The specialist who ends up advocating and working most closely with the patient is driven by the diagnosis and the order of treatment. For patients who receive chemotherapy first, the medical oncologist is most often the one in charge. They continue to direct the care until the patient is ready for surgery. Conversely, if surgery is the first line of treatment, the surgeon calls the shots.
“There is always a collaboration here,” said Dr. Hopewood. “I have patients who are receiving chemotherapy in advance of surgery and I like to check in to see what progress is being made with shrinking the tumor. It helps inform the next steps, especially what type of surgery is ultimately recommended—lumpectomy or mastectomy.”
After surgery, the surgeon may continue to be in charge of the patient’s care. However, if chemotherapy is required, the medical oncologist usually takes over. Not all patients require radiation treatments, but, when they do, it is usually done as one of the last steps.
When Treatment is Over
Once the planned treatment has finished, the social workers at the hospitals put together a survivorship care plan tailored to each patient’s unique situation. It outlines the schedule of follow-up.
In early breast cancer, stage 1 or 2, follow-up might be every four to six months with a breast specific specialist (it might be alternating visits with the surgeon and medical oncologist). Regular mammography is resumed, either every six or 12 months, as discussed with your physician.

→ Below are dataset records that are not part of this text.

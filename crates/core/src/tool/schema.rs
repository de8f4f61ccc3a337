use serde_json::Value;

use super::Error;

/// Checks `arguments` against the parts of a JSON schema that matter for
/// tool inputs: the top-level type, `required` properties, and the
/// primitive `type` of each declared property.
///
/// Anything the checker doesn't understand is accepted, so a `null` or
/// empty schema accepts every input. The tool itself is still expected to
/// reject inputs it can't handle.
pub fn validate_arguments(schema: &Value, arguments: &Value) -> Result<(), Error> {
    let Some(schema) = schema.as_object() else {
        return Ok(());
    };

    if let Some(ty) = schema.get("type") {
        if !type_matches(ty, arguments) {
            return Err(Error::invalid_input().with_reason(format!(
                "expected arguments of type {ty}, got {}",
                type_name(arguments)
            )));
        }
    }

    let Some(object) = arguments.as_object() else {
        return Ok(());
    };

    if let Some(required) = schema.get("required").and_then(Value::as_array) {
        let missing: Vec<_> = required
            .iter()
            .filter_map(Value::as_str)
            .filter(|key| !object.contains_key(*key))
            .collect();
        if !missing.is_empty() {
            return Err(Error::invalid_input().with_reason(format!(
                "missing required properties: {}",
                missing.join(", ")
            )));
        }
    }

    if let Some(properties) = schema.get("properties").and_then(Value::as_object)
    {
        for (key, value) in object {
            let Some(ty) = properties.get(key).and_then(|p| p.get("type"))
            else {
                continue;
            };
            if !type_matches(ty, value) {
                return Err(Error::invalid_input().with_reason(format!(
                    "property `{key}` should be of type {ty}, got {}",
                    type_name(value)
                )));
            }
        }
    }

    Ok(())
}

fn type_matches(ty: &Value, value: &Value) -> bool {
    match ty {
        Value::String(name) => single_type_matches(name, value),
        Value::Array(names) => names
            .iter()
            .filter_map(Value::as_str)
            .any(|name| single_type_matches(name, value)),
        _ => true,
    }
}

fn single_type_matches(name: &str, value: &Value) -> bool {
    match name {
        "object" => value.is_object(),
        "array" => value.is_array(),
        "string" => value.is_string(),
        "boolean" => value.is_boolean(),
        "null" => value.is_null(),
        "number" => value.is_number(),
        "integer" => value.is_i64() || value.is_u64(),
        _ => true,
    }
}

fn type_name(value: &Value) -> &'static str {
    match value {
        Value::Null => "null",
        Value::Bool(_) => "boolean",
        Value::Number(_) => "number",
        Value::String(_) => "string",
        Value::Array(_) => "array",
        Value::Object(_) => "object",
    }
}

If you have more advanced breast cancer or metastatic disease, the medical oncologist will usually see you every month or more frequently.
“We keep an eye on the disease state, and will direct additional visits to the other clinicians accordingly,” said Dr. Hopewood. “After a while, once the patient gets used to us and the process, they begin to realize that it’s kind of like getting car maintenance. We check the oil and rotate the tires- all to keep you in the best shape possible and make sure nothing new is happening.”